Dataset records:
::::::::::

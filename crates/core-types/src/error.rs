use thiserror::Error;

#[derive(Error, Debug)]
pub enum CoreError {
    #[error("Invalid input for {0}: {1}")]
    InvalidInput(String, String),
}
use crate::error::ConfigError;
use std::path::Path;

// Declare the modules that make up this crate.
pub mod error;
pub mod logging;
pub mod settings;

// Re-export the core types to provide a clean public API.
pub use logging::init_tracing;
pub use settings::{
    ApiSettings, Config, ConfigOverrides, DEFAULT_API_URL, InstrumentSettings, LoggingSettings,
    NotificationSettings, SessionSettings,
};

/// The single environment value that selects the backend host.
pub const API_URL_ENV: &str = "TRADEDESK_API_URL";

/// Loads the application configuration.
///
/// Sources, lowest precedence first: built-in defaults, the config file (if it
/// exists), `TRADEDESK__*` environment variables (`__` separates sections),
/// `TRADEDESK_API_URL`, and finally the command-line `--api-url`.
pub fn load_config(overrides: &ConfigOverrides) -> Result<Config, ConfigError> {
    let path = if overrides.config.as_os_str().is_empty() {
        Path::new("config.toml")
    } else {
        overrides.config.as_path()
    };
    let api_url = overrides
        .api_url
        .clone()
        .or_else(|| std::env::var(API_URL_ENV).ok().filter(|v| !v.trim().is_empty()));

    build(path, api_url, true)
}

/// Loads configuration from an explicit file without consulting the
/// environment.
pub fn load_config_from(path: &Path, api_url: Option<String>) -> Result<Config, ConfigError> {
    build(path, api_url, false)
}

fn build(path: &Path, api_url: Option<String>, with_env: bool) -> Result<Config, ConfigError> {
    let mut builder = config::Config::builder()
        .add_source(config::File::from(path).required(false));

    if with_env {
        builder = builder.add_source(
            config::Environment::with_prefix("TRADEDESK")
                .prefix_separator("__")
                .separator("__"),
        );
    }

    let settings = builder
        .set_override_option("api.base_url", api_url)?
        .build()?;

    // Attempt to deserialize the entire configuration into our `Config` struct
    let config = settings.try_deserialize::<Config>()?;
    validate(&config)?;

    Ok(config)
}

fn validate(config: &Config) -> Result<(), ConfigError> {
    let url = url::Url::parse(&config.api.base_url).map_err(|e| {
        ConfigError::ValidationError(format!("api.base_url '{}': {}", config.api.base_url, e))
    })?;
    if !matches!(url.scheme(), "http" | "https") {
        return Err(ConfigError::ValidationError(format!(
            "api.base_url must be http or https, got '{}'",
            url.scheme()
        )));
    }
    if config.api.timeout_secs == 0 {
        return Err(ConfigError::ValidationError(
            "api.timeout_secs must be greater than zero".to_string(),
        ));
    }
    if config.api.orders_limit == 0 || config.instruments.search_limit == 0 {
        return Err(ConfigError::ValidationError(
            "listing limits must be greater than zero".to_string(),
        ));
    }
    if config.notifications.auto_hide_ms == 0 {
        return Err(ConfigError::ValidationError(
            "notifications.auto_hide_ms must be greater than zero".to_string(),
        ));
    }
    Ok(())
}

::::::::::

INSTRUCTIONS TO FOLLOW:
All the lines above need to be printed again, exactly.

EXPECTED OUTPUT:
filename crates/core-types/src/error.rs
use thiserror::Error;

#[derive(Error, Debug)]
pub enum CoreError {
    #[error("Invalid input for {0}: {1}")]
    InvalidInput(String, String),
}
use crate::error::ConfigError;
use std::path::Path;

// Declare the modules that make up this crate.
pub mod error;
pub mod logging;
pub mod settings;

// Re-export the core types to provide a clean public API.
pub use logging::init_tracing;
pub use settings::{
    ApiSettings, Config, ConfigOverrides, DEFAULT_API_URL, InstrumentSettings, LoggingSettings,
    NotificationSettings, SessionSettings,
};

/// The single environment value that selects the backend host.
pub const API_URL_ENV: &str = "TRADEDESK_API_URL";

/// Loads the application configuration.
///
/// Sources, lowest precedence first: built-in defaults, the config file (if it
/// exists), `TRADEDESK__*` environment variables (`__` separates sections),
/// `TRADEDESK_API_URL`, and finally the command-line `--api-url`.
pub fn load_config(overrides: &ConfigOverrides) -> Result<Config, ConfigError> {
    let path = if overrides.config.as_os_str().is_empty() {
        Path::new("config.toml")
    } else {
        overrides.config.as_path()
    };
    let api_url = overrides
        .api_url
        .clone()
        .or_else(|| std::env::var(API_URL_ENV).ok().filter(|v| !v.trim().is_empty()));

    build(path, api_url, true)
}

/// Loads configuration from an explicit file without consulting the
/// environment.
pub fn load_config_from(path: &Path, api_url: Option<String>) -> Result<Config, ConfigError> {
    build(path, api_url, false)
}

fn build(path: &Path, api_url: Option<String>, with_env: bool) -> Result<Config, ConfigError> {
    let mut builder = config::Config::builder()
        .add_source(config::File::from(path).required(false));

    if with_env {
        builder = builder.add_source(
            config::Environment::with_prefix("TRADEDESK")
                .prefix_separator("__")
                .separator("__"),
        );
    }

    let settings = builder
        .set_override_option("api.base_url", api_url)?
        .build()?;

    // Attempt to deserialize the entire configuration into our `Config` struct
    let config = settings.try_deserialize::<Config>()?;
    validate(&config)?;

    Ok(config)
}

fn validate(config: &Config) -> Result<(), ConfigError> {
    let url = url::Url::parse(&config.api.base_url).map_err(|e| {
        ConfigError::ValidationError(format!("api.base_url '{}': {}", config.api.base_url, e))
    })?;
    if !matches!(url.scheme(), "http" | "https") {
        return Err(ConfigError::ValidationError(format!(
            "api.base_url must be http or https, got '{}'",
            url.scheme()
        )));
    }
    if config.api.timeout_secs == 0 {
        return Err(ConfigError::ValidationError(
            "api.timeout_secs must be greater than zero".to_string(),
        ));
    }
    if config.api.orders_limit == 0 || config.instruments.search_limit == 0 {
        return Err(ConfigError::ValidationError(
            "listing limits must be greater than zero".to_string(),
        ));
    }
    if config.notifications.auto_hide_ms == 0 {
        return Err(ConfigError::ValidationError(
            "notifications.auto_hide_ms must be greater than zero".to_string(),
        ));
    }
    Ok(())
}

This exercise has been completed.